- _RECORDED INFORMATION_
──────────────────────────────
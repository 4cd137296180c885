use serde::{Deserialize, Serialize};

/// Default slot count for the inbound and outbound rings.
pub const DEFAULT_RING_CAPACITY: usize = 10;

/// What a full ring does with one more item.
#[derive(Debug, Clone, Copy, Default, PartialEq, Eq, Serialize, Deserialize)]
#[serde(rename_all = "kebab-case")]
pub enum OverflowPolicy {
    /// Refuse the incoming item; unconsumed items are never overwritten.
    #[default]
    DropNewest,
    /// Evict the oldest unconsumed item to make room.
    DropOldest,
}

/// Outcome of [`PacketRing::push`].
#[derive(Debug, PartialEq, Eq)]
pub enum Push<T> {
    Stored,
    /// The ring was full and the item was refused.
    Rejected(T),
    /// The ring was full; this oldest item was evicted to make room.
    Evicted(T),
}

/// Fixed-capacity FIFO with a producer index (`present`) and a consumer
/// index (`process`), both taken modulo the capacity.
///
/// A separate length distinguishes full from empty when the indices meet,
/// so `present` can never lap `process` and overwrite an unconsumed slot.
#[derive(Debug)]
pub struct PacketRing<T> {
    slots: Vec<Option<T>>,
    present: usize,
    process: usize,
    len: usize,
}

impl<T> PacketRing<T> {
    /// Create an empty ring. A zero capacity is raised to one slot.
    pub fn with_capacity(capacity: usize) -> Self {
        let capacity = capacity.max(1);
        Self {
            slots: std::iter::repeat_with(|| None).take(capacity).collect(),
            present: 0,
            process: 0,
            len: 0,
        }
    }

    pub fn push(&mut self, item: T, policy: OverflowPolicy) -> Push<T> {
        if self.is_full() {
            return match policy {
                OverflowPolicy::DropNewest => Push::Rejected(item),
                OverflowPolicy::DropOldest => {
                    // Full ring: the slot at `process` is always occupied.
                    let evicted = self.pop();
                    self.store(item);
                    match evicted {
                        Some(old) => Push::Evicted(old),
                        None => Push::Stored,
                    }
                }
            };
        }
        self.store(item);
        Push::Stored
    }

    fn store(&mut self, item: T) {
        self.slots[self.present] = Some(item);
        self.present = (self.present + 1) % self.slots.len();
        self.len += 1;
    }

    /// Take the item at `process`, advancing it.
    pub fn pop(&mut self) -> Option<T> {
        if self.len == 0 {
            return None;
        }
        let item = self.slots[self.process].take();
        self.process = (self.process + 1) % self.slots.len();
        self.len -= 1;
        item
    }

    pub fn len(&self) -> usize {
        self.len
    }

    pub fn is_empty(&self) -> bool {
        self.len == 0
    }

    pub fn is_full(&self) -> bool {
        self.len == self.slots.len()
    }

    pub fn capacity(&self) -> usize {
        self.slots.len()
    }

    /// Next slot the producer writes.
    pub fn present(&self) -> usize {
        self.present
    }

    /// Next slot the consumer reads.
    pub fn process(&self) -> usize {
        self.process
    }
}

#[cfg(test)]
mod tests {
    use super::*;

    #[test]
    fn fifo_across_wraparound() {
        let mut ring = PacketRing::with_capacity(3);
        for round in 0..4 {
            for i in 0..3 {
                assert_eq!(ring.push(round * 10 + i, OverflowPolicy::DropNewest), Push::Stored);
            }
            assert!(ring.is_full());
            assert_eq!(ring.present(), ring.process());
            let drained: Vec<_> = std::iter::from_fn(|| ring.pop()).collect();
            assert_eq!(drained, vec![round * 10, round * 10 + 1, round * 10 + 2]);
        }
        assert!(ring.is_empty());
    }

    #[test]
    fn drop_newest_keeps_unconsumed_items() {
        let mut ring = PacketRing::with_capacity(2);
        ring.push('a', OverflowPolicy::DropNewest);
        ring.push('b', OverflowPolicy::DropNewest);
        assert_eq!(ring.push('c', OverflowPolicy::DropNewest), Push::Rejected('c'));
        assert_eq!(ring.pop(), Some('a'));
        assert_eq!(ring.pop(), Some('b'));
        assert_eq!(ring.pop(), None);
    }

    #[test]
    fn drop_oldest_evicts_head() {
        let mut ring = PacketRing::with_capacity(2);
        ring.push('a', OverflowPolicy::DropOldest);
        ring.push('b', OverflowPolicy::DropOldest);
        assert_eq!(ring.push('c', OverflowPolicy::DropOldest), Push::Evicted('a'));
        assert_eq!(ring.len(), 2);
        assert_eq!(ring.pop(), Some('b'));
        assert_eq!(ring.pop(), Some('c'));
    }

    #[test]
    fn indices_advance_modulo_capacity() {
        let mut ring = PacketRing::with_capacity(2);
        ring.push(1, OverflowPolicy::DropNewest);
        assert_eq!((ring.present(), ring.process()), (1, 0));
        ring.push(2, OverflowPolicy::DropNewest);
        assert_eq!((ring.present(), ring.process()), (0, 0));
        ring.pop();
        assert_eq!((ring.present(), ring.process()), (0, 1));
        ring.pop();
        assert_eq!((ring.present(), ring.process()), (0, 0));
    }

    #[test]
    fn zero_capacity_becomes_one() {
        let mut ring = PacketRing::with_capacity(0);
        assert_eq!(ring.capacity(), 1);
        assert_eq!(ring.push(7, OverflowPolicy::DropNewest), Push::Stored);
        assert_eq!(ring.push(8, OverflowPolicy::DropNewest), Push::Rejected(8));
    }

    #[test]
    fn policy_serializes_kebab_case() {
        let json = serde_json::to_string(&OverflowPolicy::DropOldest).unwrap();
        assert_eq!(json, "\"drop-oldest\"");
        let parsed: OverflowPolicy = serde_json::from_str("\"drop-newest\"").unwrap();
        assert_eq!(parsed, OverflowPolicy::DropNewest);
    }
}
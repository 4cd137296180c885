//! [`tokio_util::codec`] adapter for async byte streams.

use bytes::BytesMut;
use tokio_util::codec::{Decoder, Encoder};
use tracing::debug;

use crate::codec::encode_packet;
use crate::error::FrameError;
use crate::packet::Packet;
use crate::scanner::FrameScanner;

/// Frames [`Packet`]s over any `AsyncRead`/`AsyncWrite` via `FramedRead`,
/// `FramedWrite` or `Framed`.
///
/// Frames that fail to decode are logged and skipped, matching the
/// synchronous receive path.
#[derive(Debug, Default)]
pub struct PacketCodec {
    scanner: FrameScanner,
    rejected: u64,
}

impl PacketCodec {
    pub fn new() -> Self {
        Self::default()
    }

    /// Frames dropped because they failed to decode.
    pub fn rejected(&self) -> u64 {
        self.rejected
    }
}

impl Decoder for PacketCodec {
    type Item = Packet;
    type Error = FrameError;

    fn decode(&mut self, src: &mut BytesMut) -> Result<Option<Packet>, FrameError> {
        loop {
            while let Some(result) = self.scanner.next_packet() {
                match result {
                    Ok(packet) => return Ok(Some(packet)),
                    Err(err) => {
                        self.rejected += 1;
                        debug!(error = %err, "dropping undecodable frame");
                    }
                }
            }
            if src.is_empty() {
                return Ok(None);
            }
            let room = self.scanner.capacity() - self.scanner.pending();
            let chunk = src.split_to(src.len().min(room.max(1)));
            self.scanner.push(&chunk)?;
        }
    }
}

impl Encoder<Packet> for PacketCodec {
    type Error = FrameError;

    fn encode(&mut self, item: Packet, dst: &mut BytesMut) -> Result<(), FrameError> {
        encode_packet(&item, dst)
    }
}

impl Encoder<&Packet> for PacketCodec {
    type Error = FrameError;

    fn encode(&mut self, item: &Packet, dst: &mut BytesMut) -> Result<(), FrameError> {
        encode_packet(item, dst)
    }
}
──────────────────────────────
- _PROBLEM DETAILS_
Output the records above exactly, from their first line through the line that contains "one more item.", and add nothing.

- _RESULT_
repository 4cd137296180c885
use serde::{Deserialize, Serialize};

/// Default slot count for the inbound and outbound rings.
pub const DEFAULT_RING_CAPACITY: usize = 10;

/// What a full ring does with one more item.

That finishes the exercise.